I’m self-disciplined, and within a few weeks I had established my pattern and was able to stay with it. I’m probably the exception.
I read an article that said 46 percent of those who join a health spa in December or early January stop going by February 10. That would fit writers as well. They get inspired and committed—for a time—and then drop out.
If you’re serious about scheduling writing time, here are my suggestions.
1. Enlist an accountability partner—someone to whom you’ll have to tell how faithful you were (or weren’t) every week. Make it a person you wouldn’t want to disappoint.
2. Analyze your daily and weekly schedules. Don’t try to set aside five hours a day, but start with what’s manageable for you. When I started, my goal was to write 30 minutes, five days a week. Ask yourself how long and often you feel you need to write.
3. Prepare for that writing time. That is, ponder what you’ll write about so you don’t expend energy and time staring at your computer. I was a pastor and regularly visited six metropolitan hospitals each day. While driving there I thought about what I wanted to write. I edited inside my head while shaving and showering.
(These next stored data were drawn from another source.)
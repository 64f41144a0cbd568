//! Postgres persistence for the price tracker
//!
//! Three tables back the tracker: `cryptocurrencies` (unique on `symbol`),
//! `trackings` (one row per coin, holding the active flag) and `price_history`
//! (append-only samples indexed on `(cryptocurrency_id, timestamp)`).

pub mod coins;
pub mod config;
pub mod error;
pub mod history;
pub mod store;
pub mod trackings;

pub use coins::CoinRepository;
pub use config::DatabaseConfig;
pub use error::PgStoreError;
pub use history::HistoryRepository;
pub use store::PgStore;
pub use trackings::TrackingRepository;

/// Result type alias for Postgres store operations
pub type Result<T> = std::result::Result<T, PgStoreError>;
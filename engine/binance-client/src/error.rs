use price_tracker::PriceSourceError;
use thiserror::Error;

/// Failures of a single ticker request
#[derive(Error, Debug)]
pub enum BinanceError {
    #[error("Configuration error: {0}")]
    Config(String),

    #[error("HTTP error: {0}")]
    Http(#[from] reqwest::Error),

    /// Binance answers 400 for symbols or currencies it does not list
    #[error("Bad request for {symbol}/{currency}")]
    BadRequest { symbol: String, currency: String },

    #[error("Unexpected status code: {0}")]
    Status(u16),

    #[error("JSON error: {0}")]
    Json(#[from] serde_json::Error),

    #[error("Invalid price {value:?}: {source}")]
    InvalidPrice {
        value: String,
        #[source]
        source: std::num::ParseFloatError,
    },
}

impl From<BinanceError> for PriceSourceError {
    fn from(err: BinanceError) -> Self {
        match err {
            BinanceError::BadRequest { symbol, currency } => {
                PriceSourceError::bad_data(symbol, currency)
            }
            other => PriceSourceError::unexpected(other.to_string()),
        }
    }
}
//! Add/remove/price flow
//!
//! Keeps the durable tracking flag and the engine registry in step: every
//! activation ends with `PollingEngine::add_coin`, every deactivation with
//! `PollingEngine::remove_coin`.

use chrono::{DateTime, Utc};
use std::sync::Arc;
use tracing::{debug, info};

use crate::engine::PollingEngine;
use crate::error::TrackingError;
use crate::models::{CoinStatus, Cryptocurrency, NewCryptocurrency, PricePoint};
use crate::source::{CoinCatalog, HistoryStore, PriceSource, TrackingStore};

pub struct TrackingService {
    catalog: Arc<dyn CoinCatalog>,
    trackings: Arc<dyn TrackingStore>,
    history: Arc<dyn HistoryStore>,
    prices: Arc<dyn PriceSource>,
    engine: Arc<PollingEngine>,
}

impl TrackingService {
    pub fn new(
        catalog: Arc<dyn CoinCatalog>,
        trackings: Arc<dyn TrackingStore>,
        history: Arc<dyn HistoryStore>,
        prices: Arc<dyn PriceSource>,
        engine: Arc<PollingEngine>,
    ) -> Self {
        Self { catalog, trackings, history, prices, engine }
    }

    /// Start tracking `symbol`, creating the coin and its tracking row on first use
    pub async fn add(&self, symbol: &str) -> Result<Cryptocurrency, TrackingError> {
        let symbol = normalize_symbol(symbol)?;

        if !self.prices.symbol_exists(&symbol).await? {
            return Err(TrackingError::SymbolNotFound);
        }

        let coin = self
            .catalog
            .create_or_get(NewCryptocurrency { symbol: symbol.clone(), name: symbol.clone() })
            .await?;

        match self.trackings.get_by_coin_id(coin.id).await? {
            None => {
                self.trackings.create(coin.id, true).await?;
            }
            Some(tracking) if !tracking.is_active => {
                let mut tracking = tracking;
                tracking.is_active = true;
                self.trackings.update(tracking).await?;
            }
            Some(_) => debug!(symbol = %symbol, "Tracking already active"),
        }

        self.engine.add_coin(coin.tracked());
        info!(symbol = %symbol, coin_id = coin.id, "Tracking activated");
        Ok(coin)
    }

    /// Stop tracking `symbol`; the coin and its history are kept
    /// Deactivate tracking of `symbol`, returning the coin with its new flag
    pub async fn remove(&self, symbol: &str) -> Result<CoinStatus, TrackingError> {
        let symbol = normalize_symbol(symbol)?;
        let coin = self.find_coin(&symbol).await?;

        let mut tracking = self
            .trackings
            .get_by_coin_id(coin.id)
            .await?
            .ok_or(TrackingError::TrackingNotFound)?;

        if tracking.is_active {
            tracking.is_active = false;
            self.trackings.update(tracking).await?;
        }

        self.engine.remove_coin(&coin.symbol);
        info!(symbol = %symbol, coin_id = coin.id, "Tracking deactivated");
        Ok(CoinStatus { coin, is_active: false })
    }

    /// Stored price of `symbol` closest in time to `timestamp`
    pub async fn price(
        &self,
        symbol: &str,
        timestamp: DateTime<Utc>,
    ) -> Result<PricePoint, TrackingError> {
        let symbol = normalize_symbol(symbol)?;
        let coin = self.find_coin(&symbol).await?;

        Ok(self.history.nearest_price(coin.id, timestamp).await?)
    }

    /// Every known coin with its tracking flag
    pub async fn list(&self) -> Result<Vec<CoinStatus>, TrackingError> {
        let coins = self.catalog.list().await?;

        let mut statuses = Vec::with_capacity(coins.len());
        for coin in coins {
            let is_active =
                self.trackings.get_by_coin_id(coin.id).await?.is_some_and(|t| t.is_active);
            statuses.push(CoinStatus { coin, is_active });
        }
        Ok(statuses)
    }

    pub fn engine(&self) -> &Arc<PollingEngine> {
        &self.engine
    }

    async fn find_coin(&self, symbol: &str) -> Result<Cryptocurrency, TrackingError> {
        self.catalog.get_by_symbol(symbol).await?.ok_or(TrackingError::CoinNotFound)
    }
}

/// Upper-case a symbol and reject anything but non-empty ASCII alphanumerics
pub fn normalize_symbol(symbol: &str) -> Result<String, TrackingError> {
    let trimmed = symbol.trim();
    if trimmed.is_empty() || !trimmed.chars().all(|c| c.is_ascii_alphanumeric()) {
        return Err(TrackingError::InvalidSymbol(symbol.to_string()));
    }
    Ok(trimmed.to_ascii_uppercase())
}
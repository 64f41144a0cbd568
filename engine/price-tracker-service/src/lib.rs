//! Price Tracker Service Library
//!
//! Wires the polling engine to Postgres (or in-memory storage) and the Binance
//! price source, serves the REST API and shuts everything down gracefully.

use anyhow::{Context, Result};
use std::path::Path;

pub mod config;
pub mod logging;
pub mod rest_api;
pub mod service;
pub mod signals;

#[cfg(test)]
mod testing;

pub use config::ServiceConfig;
pub use logging::initialize_logging;
pub use rest_api::create_routes;
pub use service::{HealthStatus, ServiceState};
pub use signals::{graceful_shutdown, setup_signal_handlers};

/// Load configuration from an optional file and the environment
pub fn load_configuration(path: Option<&Path>) -> Result<ServiceConfig> {
    config::load_config(path).context("Failed to load service configuration")
}
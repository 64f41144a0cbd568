use price_tracker::{CoinId, Tracking, TrackedCoin};
use sqlx::PgPool;

use crate::error::PgStoreError;
use crate::Result;

#[derive(Debug, sqlx::FromRow)]
struct TrackingRow {
    id: i64,
    cryptocurrency_id: i64,
    is_active: bool,
}

impl From<TrackingRow> for Tracking {
    fn from(row: TrackingRow) -> Self {
        Tracking { id: row.id, coin_id: row.cryptocurrency_id, is_active: row.is_active }
    }
}

#[derive(Debug, sqlx::FromRow)]
struct ActiveCoinRow {
    id: i64,
    symbol: String,
}

/// Queries over the `trackings` table
#[derive(Debug, Clone)]
pub struct TrackingRepository {
    pool: PgPool,
}

impl TrackingRepository {
    pub fn new(pool: PgPool) -> Self {
        Self { pool }
    }

    pub async fn create(&self, coin_id: CoinId, is_active: bool) -> Result<Tracking> {
        let row = sqlx::query_as::<_, TrackingRow>(
            "INSERT INTO trackings (cryptocurrency_id, is_active) VALUES ($1, $2) \
             RETURNING id, cryptocurrency_id, is_active",
        )
        .bind(coin_id)
        .bind(is_active)
        .fetch_one(&self.pool)
        .await
        .map_err(|e| PgStoreError::on_conflict(e, "tracking"))?;

        Ok(row.into())
    }

    pub async fn get_by_coin_id(&self, coin_id: CoinId) -> Result<Option<Tracking>> {
        let row = sqlx::query_as::<_, TrackingRow>(
            "SELECT id, cryptocurrency_id, is_active FROM trackings WHERE cryptocurrency_id = $1",
        )
        .bind(coin_id)
        .fetch_optional(&self.pool)
        .await?;

        Ok(row.map(Tracking::from))
    }

    /// Coins whose tracking is active, joined with their symbol
    pub async fn get_active(&self) -> Result<Vec<TrackedCoin>> {
        let rows = sqlx::query_as::<_, ActiveCoinRow>(
            "SELECT c.id, c.symbol FROM trackings t \
             JOIN cryptocurrencies c ON c.id = t.cryptocurrency_id \
             WHERE t.is_active = TRUE ORDER BY c.id",
        )
        .fetch_all(&self.pool)
        .await?;

        Ok(rows.into_iter().map(|row| TrackedCoin::new(row.id, row.symbol)).collect())
    }

    pub async fn update(&self, tracking: Tracking) -> Result<Tracking> {
        let row = sqlx::query_as::<_, TrackingRow>(
            "UPDATE trackings SET is_active = $1 WHERE id = $2 \
             RETURNING id, cryptocurrency_id, is_active",
        )
        .bind(tracking.is_active)
        .bind(tracking.id)
        .fetch_optional(&self.pool)
        .await?;

        row.map(Tracking::from).ok_or(PgStoreError::NotFound { entity: "tracking" })
    }
}
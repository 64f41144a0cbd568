use async_trait::async_trait;
use chrono::{DateTime, Utc};
use price_tracker::{CoinId, HistoryError, HistoryStore, NewPricePoint, PricePoint};
use sqlx::PgPool;
use tracing::debug;

use crate::Result;

#[derive(Debug, sqlx::FromRow)]
struct PriceRow {
    id: i64,
    cryptocurrency_id: i64,
    price: f64,
    timestamp: DateTime<Utc>,
}

impl From<PriceRow> for PricePoint {
    fn from(row: PriceRow) -> Self {
        PricePoint {
            id: row.id,
            coin_id: row.cryptocurrency_id,
            price: row.price,
            timestamp: row.timestamp,
        }
    }
}

const SELECT_EXACT: &str = "SELECT id, cryptocurrency_id, price, timestamp FROM price_history \
     WHERE cryptocurrency_id = $1 AND timestamp = $2 ORDER BY id ASC LIMIT 1";

const SELECT_AT_OR_BEFORE: &str = "SELECT id, cryptocurrency_id, price, timestamp FROM price_history \
     WHERE cryptocurrency_id = $1 AND timestamp <= $2 ORDER BY timestamp DESC, id DESC LIMIT 1";

const SELECT_AFTER: &str = "SELECT id, cryptocurrency_id, price, timestamp FROM price_history \
     WHERE cryptocurrency_id = $1 AND timestamp > $2 ORDER BY timestamp ASC, id ASC LIMIT 1";

/// Append-only access to the `price_history` table
#[derive(Debug, Clone)]
pub struct HistoryRepository {
    pool: PgPool,
}

impl HistoryRepository {
    pub fn new(pool: PgPool) -> Self {
        Self { pool }
    }

    pub async fn insert(&self, point: &NewPricePoint) -> Result<PricePoint> {
        let row = sqlx::query_as::<_, PriceRow>(
            "INSERT INTO price_history (cryptocurrency_id, price, timestamp) VALUES ($1, $2, $3) \
             RETURNING id, cryptocurrency_id, price, timestamp",
        )
        .bind(point.coin_id)
        .bind(point.price)
        .bind(point.timestamp)
        .fetch_one(&self.pool)
        .await?;

        Ok(row.into())
    }

    async fn probe(
        &self,
        query: &'static str,
        coin_id: CoinId,
        timestamp: DateTime<Utc>,
    ) -> Result<Option<PricePoint>> {
        let row = sqlx::query_as::<_, PriceRow>(query)
            .bind(coin_id)
            .bind(timestamp)
            .fetch_optional(&self.pool)
            .await?;

        Ok(row.map(PricePoint::from))
    }
}

#[async_trait]
impl HistoryStore for HistoryRepository {
    async fn append(&self, point: NewPricePoint) -> std::result::Result<PricePoint, HistoryError> {
        let stored = self.insert(&point).await?;
        debug!(coin_id = stored.coin_id, id = stored.id, "Price sample stored");
        Ok(stored)
    }

    async fn find_exact(
        &self,
        coin_id: CoinId,
        timestamp: DateTime<Utc>,
    ) -> std::result::Result<Option<PricePoint>, HistoryError> {
        Ok(self.probe(SELECT_EXACT, coin_id, timestamp).await?)
    }

    async fn find_at_or_before(
        &self,
        coin_id: CoinId,
        target: DateTime<Utc>,
    ) -> std::result::Result<Option<PricePoint>, HistoryError> {
        Ok(self.probe(SELECT_AT_OR_BEFORE, coin_id, target).await?)
    }

    async fn find_after(
        &self,
        coin_id: CoinId,
        target: DateTime<Utc>,
    ) -> std::result::Result<Option<PricePoint>, HistoryError> {
        Ok(self.probe(SELECT_AFTER, coin_id, target).await?)
    }
}
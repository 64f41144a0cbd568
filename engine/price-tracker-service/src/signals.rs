//! Signal handling for graceful shutdown

use anyhow::Result;
use std::sync::atomic::{AtomicBool, Ordering};
use std::sync::Arc;
use std::time::Duration;
use tokio::sync::oneshot;
use tokio::task::JoinHandle;
use tokio::time::timeout;
use tracing::{error, info, warn};

use crate::service::ServiceState;

/// Resolve the returned receiver on the first Ctrl+C or SIGTERM
pub fn setup_signal_handlers() -> Result<oneshot::Receiver<()>> {
    let (shutdown_tx, shutdown_rx) = oneshot::channel();

    let sigterm = Arc::new(AtomicBool::new(false));
    #[cfg(unix)]
    signal_hook::flag::register(signal_hook::consts::SIGTERM, sigterm.clone())?;

    tokio::spawn(async move {
        let sigterm_received = async {
            loop {
                if sigterm.load(Ordering::Relaxed) {
                    break;
                }
                tokio::time::sleep(Duration::from_millis(100)).await;
            }
        };

        tokio::select! {
            result = tokio::signal::ctrl_c() => match result {
                Ok(()) => info!("Ctrl+C signal received"),
                Err(e) => error!("Failed to listen for Ctrl+C signal: {}", e),
            },
            _ = sigterm_received => info!("SIGTERM signal received"),
        }

        let _ = shutdown_tx.send(());
    });

    Ok(shutdown_rx)
}

/// Stop the HTTP server, then the engine, then release the store
pub async fn graceful_shutdown(
    service_state: Arc<ServiceState>,
    http_shutdown: oneshot::Sender<()>,
    http_handle: JoinHandle<()>,
) -> Result<()> {
    info!("Starting graceful shutdown...");
    let shutdown_timeout = service_state.config.service.shutdown_timeout();

    let _ = http_shutdown.send(());
    match timeout(shutdown_timeout, http_handle).await {
        Ok(Ok(())) => info!("HTTP server stopped gracefully"),
        Ok(Err(e)) => error!("HTTP server task failed: {}", e),
        Err(_) => warn!("HTTP server did not stop within timeout, forcing shutdown"),
    }

    if let Err(e) = service_state.shutdown().await {
        error!("Failed to shutdown service components: {}", e);
    }

    info!("Graceful shutdown complete");
    Ok(())
}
I walked from my office to the Post Office each morning to pick up the mail (a three-minute walk each way). Not a long time, but enough that I thought about my writing. Get the idea?
Each morning when I arrived at my office, I was primed to let the words flow.
4. Promise yourself that you won’t answer the phone or be distracted by emails or texts. Let your friends know the time you’ve set aside for writing and ask them not to call you. (You can leave your cell phone in another room so you don’t hear it.)